Notably, Turki is understood to have already taken over the management of King Salman’s personal real estate portfolio, serving as guarantor and being associated with several of the entities owning King Salman’s various overseas properties. Meanwhile, having moved on from a short stint as chair of the Saudi Research and Media Group, by the time of MbS’s first major appointments in 2015, Turki was fully at the helm of the Al-Tharawat (trans. ‘treasures’) Private Investment Holding Company. Though founded back in 2008, the Salman-linked company appeared to have been repurposed to support (or exploit, depending on one’s perspective) MbS’s post-oil diversification masterplan, launched in January 2016 as the National Transformation Programme (as part of the renowned ‘Saudi Vision 2030’). Significantly, the NTP has been heavily focused on supporting private sector growth in strategic areas, with a target of boosting private sector GDP contributions from 40 to 65 percent.
In this context, Turki’s Al-Tharawat had begun to expand rapidly, being increasingly referred to in Saudi Arabia as a sharikat takatul (trans. ‘conglomerate corporation’), and initially being compared to some of the biggest Gulf merchant family-owned companies in Dubai and Bahrain (including the Al-Futtaim Group, the Al-Ghurair Group, and the Kanoo Group). Known to have invested in a number of straightforward and NTP-friendly domestic real estate, construction, agricultural, medical, and IT projects, Al-Tharawat was however also being linked to a more contentious series of Saudi air industry investments.
Back in 2014, for example, Al-Tharawat had already acquired a majority stake in a small Dubai-based bank (with Turki taking over as chairman), which had then gone on to serve as one of two placement agents for a new shariah-compliant aircraft leasing fund. In turn the fund had solicited a $100 million investment from Airbus on the condition it would purchase 50 Airbus aircraft and then lease them to Saudi Arabia’s national carrier, Saudia (thus representing about a third of Saudia’s fleet size).
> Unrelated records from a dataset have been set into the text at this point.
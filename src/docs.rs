use crate::api::attendance::MyArrivalResponse;
use crate::api::shift::ShiftLabelResponse;
use crate::dashboard::lateness::DaySummary;
use crate::dashboard::salary::{SalaryRow, SalarySummary};
use crate::model::employee::Employee;
use crate::model::shift::Shift;
use utoipa::openapi::security::{HttpAuthScheme, HttpBuilder, SecurityScheme};
use utoipa::{Modify, OpenApi};

#[derive(OpenApi)]
#[openapi(
    info(
        title = "Branch Portal API",
        version = "0.1.0",
        description = r#"
## Branch Portal

Derived views for the payroll/HR portals, computed from the upstream HR API.

### 🔹 Key Features
- **Attendance dashboard**
  - Employees 10+ and 30+ minutes late, present and absent counts
- **Salary dashboard**
  - Branch totals and per-employee chart rows for a month
- **Self service**
  - An employee's own arrival status for a day
- **Shift labels**
  - Single and split shifts rendered for display

### 🔐 Security
Every `/api` endpoint requires an access token issued by the HR API
(**JWT Bearer**). Branch managers only see their own branch.
"#,
    ),
    paths(
        crate::api::attendance::branch_attendance,
        crate::api::attendance::my_attendance,

        crate::api::salary::branch_salary,

        crate::api::shift::label_shift
    ),
    components(
        schemas(
            DaySummary,
            Employee,
            MyArrivalResponse,
            SalarySummary,
            SalaryRow,
            Shift,
            ShiftLabelResponse
        )
    ),
    modifiers(&SecurityAddon),
    tags(
        (name = "Dashboard", description = "Branch manager and admin dashboards"),
        (name = "Self service", description = "Employee self-service views"),
        (name = "Shift", description = "Shift formatting"),
    )
)]
pub struct ApiDoc;

struct SecurityAddon;

impl Modify for SecurityAddon {
    fn modify(&self, openapi: &mut utoipa::openapi::OpenApi) {
        if let Some(components) = openapi.components.as_mut() {
            components.add_security_scheme(
                "bearer_auth",
                SecurityScheme::Http(
                    HttpBuilder::new()
                        .scheme(HttpAuthScheme::Bearer)
                        .bearer_format("JWT")
                        .build(),
                ),
            );
        }
    }
}

#[cfg(test)]
mod tests {
    use super::*;

    #[test]
    fn documents_every_route() {
        let doc = ApiDoc::openapi();
        let paths: Vec<&String> = doc.paths.paths.keys().collect();

        for expected in [
            "/api/dashboard/attendance",
            "/api/dashboard/salary",
            "/api/me/attendance",
            "/api/shift/label",
        ] {
            assert!(paths.iter().any(|p| p.as_str() == expected), "missing {expected}");
        }
    }

    #[test]
    fn declares_bearer_scheme() {
        let doc = ApiDoc::openapi();
        let components = doc.components.expect("components");
        assert!(components.security_schemes.contains_key("bearer_auth"));
    }
}
//! The one place that knows how the upstream HR API spells its fields.
//!
//! Responses mix PascalCase, camelCase and snake_case, put lists either at the
//! top level or inside an envelope, and send ids as strings or numbers. Every
//! payload goes through here and comes out as the crate's typed records.

use chrono::{DateTime, NaiveDateTime};
use serde_json::{Map, Value};
use tracing::debug;

use crate::model::{
    attendance::{AttendanceLog, Direction},
    employee::Employee,
    salary::SalaryRecord,
};

const ENVELOPE_KEYS: [&str; 5] = ["data", "Data", "items", "Items", "result"];

const EMPLOYEE_NO: [&str; 8] = [
    "employeeNo",
    "EmployeeNo",
    "employee_no",
    "employeeCode",
    "EmployeeCode",
    "employee_code",
    "empCode",
    "EmpCode",
];
const NAME: [&str; 6] = ["name", "Name", "employeeName", "EmployeeName", "fullName", "FullName"];
const FIRST_NAME: [&str; 3] = ["firstName", "FirstName", "first_name"];
const LAST_NAME: [&str; 3] = ["lastName", "LastName", "last_name"];

const USER_ID: [&str; 6] = ["userId", "UserId", "UserID", "user_id", "employeeNo", "EmployeeNo"];
const DIRECTION: [&str; 4] = ["Direction", "direction", "punchState", "PunchState"];
const LOG_DATE: [&str; 5] = ["LogDate", "logDate", "log_date", "punchTime", "PunchTime"];

const BASIC: [&str; 5] = ["basicSalary", "BasicSalary", "basic_salary", "basic", "Basic"];
const BONUS: [&str; 3] = ["bonus", "Bonus", "totalBonus"];
const DEDUCTIONS: [&str; 4] = ["deductions", "Deductions", "totalDeductions", "TotalDeductions"];
const NET: [&str; 5] = ["netSalary", "NetSalary", "net_salary", "netPay", "NetPay"];
const CTC: [&str; 3] = ["ctc", "CTC", "Ctc"];

const TIMESTAMP_FORMATS: [&str; 4] = [
    "%Y-%m-%dT%H:%M:%S%.f",
    "%Y-%m-%d %H:%M:%S%.f",
    "%Y-%m-%dT%H:%M",
    "%Y-%m-%d %H:%M",
];

/// The list inside a payload: either the payload itself or its envelope field.
fn records(payload: &Value) -> &[Value] {
    match payload {
        Value::Array(items) => items.as_slice(),
        Value::Object(obj) => ENVELOPE_KEYS
            .iter()
            .find_map(|key| obj.get(*key).and_then(Value::as_array))
            .map(Vec::as_slice)
            .unwrap_or(&[]),
        _ => &[],
    }
}

fn field<'a>(obj: &'a Map<String, Value>, aliases: &[&str]) -> Option<&'a Value> {
    aliases
        .iter()
        .find_map(|key| obj.get(*key).filter(|v| !v.is_null()))
}

/// Strings are trimmed; numbers are written in decimal so `1001` and `"1001"` compare equal.
fn text(value: &Value) -> Option<String> {
    let out = match value {
        Value::String(s) => s.trim().to_string(),
        Value::Number(n) => match (n.as_u64(), n.as_i64(), n.as_f64()) {
            (Some(u), _, _) => u.to_string(),
            (_, Some(i), _) => i.to_string(),
            (_, _, Some(f)) if f.fract() == 0.0 => format!("{f:.0}"),
            (_, _, Some(f)) => f.to_string(),
            _ => return None,
        },
        _ => return None,
    };
    (!out.is_empty()).then_some(out)
}

fn money(value: &Value) -> Option<f64> {
    match value {
        Value::Number(n) => n.as_f64(),
        Value::String(s) => s.trim().replace(',', "").parse().ok(),
        _ => None,
    }
}

fn text_field(obj: &Map<String, Value>, aliases: &[&str]) -> Option<String> {
    field(obj, aliases).and_then(text)
}

fn money_field(obj: &Map<String, Value>, aliases: &[&str]) -> Option<f64> {
    field(obj, aliases).and_then(money)
}

/// Wall-clock time as written; an explicit offset is dropped, not applied.
pub fn parse_timestamp(raw: &str) -> Option<NaiveDateTime> {
    let raw = raw.trim();
    if let Ok(dt) = DateTime::parse_from_rfc3339(raw) {
        return Some(dt.naive_local());
    }
    TIMESTAMP_FORMATS
        .iter()
        .find_map(|fmt| NaiveDateTime::parse_from_str(raw, fmt).ok())
}

pub fn normalize_employee(value: &Value) -> Option<Employee> {
    let obj = value.as_object()?;
    let employee_no = text_field(obj, &EMPLOYEE_NO)?;

    let name = text_field(obj, &NAME)
        .or_else(|| {
            let parts: Vec<String> = [text_field(obj, &FIRST_NAME), text_field(obj, &LAST_NAME)]
                .into_iter()
                .flatten()
                .collect();
            (!parts.is_empty()).then(|| parts.join(" "))
        })
        .unwrap_or_else(|| employee_no.clone());

    Some(Employee { employee_no, name })
}

pub fn normalize_log(value: &Value) -> Option<AttendanceLog> {
    let obj = value.as_object()?;
    let user_id = text_field(obj, &USER_ID)?;

    let direction = text_field(obj, &DIRECTION)
        .map(|raw| Direction::parse(&raw))
        .unwrap_or_else(|| Direction::Other(String::new()));

    let log_date = field(obj, &LOG_DATE)
        .and_then(Value::as_str)
        .and_then(parse_timestamp);

    Some(AttendanceLog {
        user_id,
        direction,
        log_date,
    })
}

pub fn normalize_salary(value: &Value) -> Option<SalaryRecord> {
    let obj = value.as_object()?;
    let employee_no = text_field(obj, &EMPLOYEE_NO)?;
    let basic = money_field(obj, &BASIC)?;
    let bonus = money_field(obj, &BONUS).unwrap_or(0.0);
    let deductions = money_field(obj, &DEDUCTIONS).unwrap_or(0.0);

    Some(SalaryRecord {
        employee_no,
        basic,
        bonus,
        deductions,
        net: money_field(obj, &NET).unwrap_or_else(|| SalaryRecord::net_of(basic, bonus, deductions)),
        ctc: money_field(obj, &CTC),
    })
}

fn normalize_all<T>(payload: &Value, kind: &str, one: fn(&Value) -> Option<T>) -> Vec<T> {
    let items = records(payload);
    let out: Vec<T> = items.iter().filter_map(one).collect();
    if out.len() != items.len() {
        debug!(kind, skipped = items.len() - out.len(), "Skipped records that could not be normalized");
    }
    out
}

pub fn normalize_employees(payload: &Value) -> Vec<Employee> {
    normalize_all(payload, "employee", normalize_employee)
}

pub fn normalize_logs(payload: &Value) -> Vec<AttendanceLog> {
    normalize_all(payload, "attendance_log", normalize_log)
}

pub fn normalize_salaries(payload: &Value) -> Vec<SalaryRecord> {
    normalize_all(payload, "salary", normalize_salary)
}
Holding a signing ceremony in London, Turki formally announced the fund’s launch, and in June 2015 MbS stated at the Paris Air Show that the leasing deal had been finalised, claiming he had been its ‘mastermind’. Significantly, the arrangement soon generated opprobrium (including rare implicit criticism of the ascendant MbS), on the basis that prior to King Salman’s succession there had been a separate more state-centric plan for Saudi Arabia’s Public Investment Fund (PIF) to purchase Airbus aircraft directly on behalf of Saudia (for more on the Airbus story see our 30 June newsletter.)
In this broader context, rather than comparing Turki and Al-Tharawat’s activities to those of the merchant family-owned conglomerates, observers both inside and outside Saudi Arabia have instead begun likening the situation to Bahrain’s Premier Group (which is owned by Bahrain’s Royal Court and is understood to manage King Hamad bin Isa Al-Khalifa’s private domestic and international investments), and to some extent Abu Dhabi’s Royal Group — which under Tahnun bin Zayed Al-Nahyan’s leadership is seen by some as representing the private business interests of MbZ and his other full brothers. Either way, Turki is clearly MbS’s money man.